◆ Problem details ◆
Where the line containing "the batch-mixing order" appears, end your copy; everything from the first line of the records below up to and including it must be reproduced exactly.
----
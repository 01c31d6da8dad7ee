//! Core types for the vocabulary trainer.

use chrono::NaiveDate;
use serde::{Deserialize, Serialize};

/// Kind of vocabulary item.
///
/// The derived ordering (word < phrase < verb) is the batch-mixing order
/// the scheduler sorts due items by.
#[derive(
    Debug, Clone, Copy, PartialEq, Eq, PartialOrd, Ord, Hash, Serialize, Deserialize,
)]
#[serde(rename_all = "snake_case")]
pub enum ItemKind {
    Word,
    Phrase,
    Verb,
}

impl ItemKind {
    pub fn as_str(&self) -> &'static str {
        match self {
            Self::Word => "word",
            Self::Phrase => "phrase",
            Self::Verb => "verb",
        }
    }
}

/// A concrete vocabulary item produced by catalog expansion.
///
/// Immutable after the catalog is built; identified by `id` across the
/// whole system (the SRS store keys its records on it).
#[derive(Debug, Clone, PartialEq, Eq, Serialize, Deserialize)]
pub struct VocabItem {
    pub id: String,
    /// French surface form.
    pub target_text: String,
    /// English gloss.
    pub gloss_text: String,
    /// Phonetic hint, when the seed data carries one.
    #[serde(skip_serializing_if = "Option::is_none")]
    pub ipa: Option<String>,
    pub kind: ItemKind,
}

/// Per-item Leitner scheduling record.
///
/// Invariants: `1 <= box_level <= max_box` and `next_due >= last_reviewed`.
/// Mutated only through [`crate::scheduler::Leitner::record_answer`].
#[derive(Debug, Clone, PartialEq, Eq, Serialize, Deserialize)]
pub struct SrsRecord {
    pub box_level: u8,
    pub last_reviewed: NaiveDate,
    pub next_due: NaiveDate,
    pub correct_count: u32,
    pub wrong_count: u32,
}

impl SrsRecord {
    /// Fresh record for an unseen item: box 1, due immediately.
    pub fn new(today: NaiveDate) -> Self {
        Self {
            box_level: 1,
            last_reviewed: today,
            next_due: today,
            correct_count: 0,
            wrong_count: 0,
        }
    }
}

/// A badge earned by the learner.
#[derive(Debug, Clone, PartialEq, Eq, Serialize, Deserialize)]
pub struct Badge {
    pub id: String,
    pub title: String,
}

/// One day's worth of earned points.
#[derive(Debug, Clone, PartialEq, Eq, Serialize, Deserialize)]
pub struct HistoryEntry {
    pub date: NaiveDate,
    pub points: u32,
}

/// Learner profile counters.
#[derive(Debug, Clone, PartialEq, Eq, Serialize, Deserialize)]
pub struct Profile {
    pub name: String,
    pub level: u32,
    pub points: u32,
    pub streak: u32,
    /// Last day the learner answered anything; drives streak upkeep.
    pub last_active: NaiveDate,
    pub badges: Vec<Badge>,
}

impl Profile {
    pub fn new(today: NaiveDate) -> Self {
        Self {
            name: "Traveler".to_string(),
            level: 1,
            points: 0,
            streak: 0,
            last_active: today,
            badges: Vec::new(),
        }
    }
}

/// Session-level tunables used by the embedding application when it asks
/// the scheduler for batches and turns similarity scores into pass/fail.
#[derive(Debug, Clone, PartialEq, Eq, Serialize, Deserialize)]
pub struct SessionSettings {
    /// Items per flashcard/quiz batch.
    pub review_batch: usize,
    /// Items per timed quick-review run.
    pub quick_review_batch: usize,
    /// Items drawn for the weekly exam.
    pub exam_pool: usize,
    /// Wrong options per multiple-choice question.
    pub distractor_count: usize,
    /// Minimum similarity score counted as a correct dictation.
    pub dictation_pass_score: u8,
    /// Minimum similarity score counted as a correct pronunciation.
    pub pronunciation_pass_score: u8,
}

impl Default for SessionSettings {
    fn default() -> Self {
        Self {
            review_batch: 12,
            quick_review_batch: 30,
            exam_pool: 20,
            distractor_count: 3,
            dictation_pass_score: 70,
            pronunciation_pass_score: 65,
        }
    }
}

#[cfg(test)]
mod tests {
    use super::*;

    #[test]
    fn kind_ordering_mixes_words_before_phrases_before_verbs() {
        assert!(ItemKind::Word < ItemKind::Phrase);
        assert!(ItemKind::Phrase < ItemKind::Verb);
    }

    #[test]
    fn fresh_record_is_due_immediately() {
        let today = NaiveDate::from_ymd_opt(2024, 1, 10).unwrap();
        let rec = SrsRecord::new(today);
        assert_eq!(rec.box_level, 1);
        assert_eq!(rec.next_due, today);
        assert_eq!(rec.last_reviewed, today);
    }
}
----
◆ Task answer ◆
repository 01c31d6da8dad7ee
//! Core types for the vocabulary trainer.

use chrono::NaiveDate;
use serde::{Deserialize, Serialize};

/// Kind of vocabulary item.
///
/// The derived ordering (word < phrase < verb) is the batch-mixing order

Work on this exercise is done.